▶ _Exercise objective_:
Return, from the material below, each line in which "usize" occurs.

▶ _Supplied records_:

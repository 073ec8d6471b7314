//! A single HLS media segment.

use bytes::{Bytes, BytesMut};
use std::io::Cursor;
use std::sync::Arc;
use std::time::{Duration, SystemTime};

use crate::aac;
use crate::h264::{self, NaluType};
use crate::track::Tracks;
use crate::ts::{StreamKind, TsWriter};
use crate::{Error, Result};

/// Access unit delimiter prepended to every video access unit.
const AUD: [u8; 2] = [0x09, 0xF0];

/// A segment that is still receiving media.
#[derive(Debug)]
pub struct Segment {
    name: String,
    tracks: Arc<Tracks>,
    writer: TsWriter,
    start_anchor: Option<SystemTime>,
    first_packet_written: bool,
    start_pts: Duration,
    end_pts: Duration,
}

impl Segment {
    /// Open a segment; the PAT and PMT are written immediately.
    pub fn new(name: String, tracks: Arc<Tracks>) -> Self {
        let writer = TsWriter::new(tracks.video().is_some(), tracks.audio().is_some());
        Self {
            name,
            tracks,
            writer,
            start_anchor: None,
            first_packet_written: false,
            start_pts: Duration::ZERO,
            end_pts: Duration::ZERO,
        }
    }

    pub fn name(&self) -> &str {
        &self.name
    }

    /// Record the wall-clock instant this segment's timeline is anchored to.
    pub fn set_start_anchor(&mut self, anchor: SystemTime) {
        self.start_anchor = Some(anchor);
    }

    pub fn start_anchor(&self) -> Option<SystemTime> {
        self.start_anchor
    }

    pub fn first_packet_written(&self) -> bool {
        self.first_packet_written
    }

    /// Span between the first written PTS and the largest written PTS.
    pub fn duration(&self) -> Duration {
        self.end_pts.saturating_sub(self.start_pts)
    }

    /// Append one video access unit.
    ///
    /// The NAL units are framed as Annex-B behind an access unit delimiter.
    /// On error nothing is written.
    pub fn write_video(
        &mut self,
        dts: Duration,
        pts: Duration,
        is_keyframe: bool,
        nalus: &[Bytes],
    ) -> Result<()> {
        if self.tracks.video().is_none() {
            return Err(Error::TrackNotConfigured("video"));
        }
        if nalus.is_empty() {
            return Err(Error::EmptyAccessUnits);
        }

        let size: usize = nalus.iter().map(|n| n.len() + 4).sum();
        let mut payload = BytesMut::with_capacity(size + 6);
        if NaluType::of(&nalus[0]) != Some(NaluType::AccessUnitDelimiter) {
            h264::put_annex_b(&mut payload, &[&AUD[..]])?;
        }
        h264::put_annex_b(&mut payload, nalus)?;

        self.writer
            .write_pes(StreamKind::Video, pts, Some(dts), is_keyframe, &payload);
        self.record_pts(pts);
        Ok(())
    }

    /// Append one AAC access unit, framed as ADTS with the track's parameters.
    pub fn write_audio(&mut self, pts: Duration, au: Bytes) -> Result<()> {
        let track = self
            .tracks
            .audio()
            .ok_or(Error::TrackNotConfigured("audio"))?;
        if au.is_empty() {
            return Err(Error::EmptyAccessUnits);
        }

        let mut payload = BytesMut::with_capacity(au.len() + aac::HEADER_SIZE);
        aac::write_frame(&mut payload, &track.packet(au))?;

        self.writer
            .write_pes(StreamKind::Audio, pts, None, false, &payload);
        self.record_pts(pts);
        Ok(())
    }

    fn record_pts(&mut self, pts: Duration) {
        if !self.first_packet_written {
            self.first_packet_written = true;
            self.start_pts = pts;
            self.end_pts = pts;
        } else if pts > self.end_pts {
            self.end_pts = pts;
        }
    }

    /// Close the segment; its bytes and duration are frozen from here on.
    pub fn seal(self) -> SealedSegment {
        SealedSegment {
            duration: self.duration(),
            name: self.name,
            start_anchor: self.start_anchor,
            data: self.writer.finish(),
        }
    }
}

/// A finished, immutable segment as served to clients.
#[derive(Debug, Clone)]
pub struct SealedSegment {
    name: String,
    duration: Duration,
    start_anchor: Option<SystemTime>,
    data: Bytes,
}

impl SealedSegment {
    pub fn name(&self) -> &str {
        &self.name
    }

    pub fn duration(&self) -> Duration {
        self.duration
    }

    pub fn start_anchor(&self) -> Option<SystemTime> {
        self.start_anchor
    }

    /// The complete segment bytes (cheap to clone).
    pub fn data(&self) -> Bytes {
        self.data.clone()
    }

    /// A fresh reader over the full segment contents.
    pub fn reader(&self) -> Cursor<Bytes> {
        Cursor::new(self.data.clone())
    }

    pub fn len(&self) -> usize {
        self.data.len()
    }

    pub fn is_empty(&self) -> bool {
        self.data.is_empty()
    }
}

▶ _Answer area_:
        let size: usize = nalus.iter().map(|n| n.len() + 4).sum();
    pub fn len(&self) -> usize {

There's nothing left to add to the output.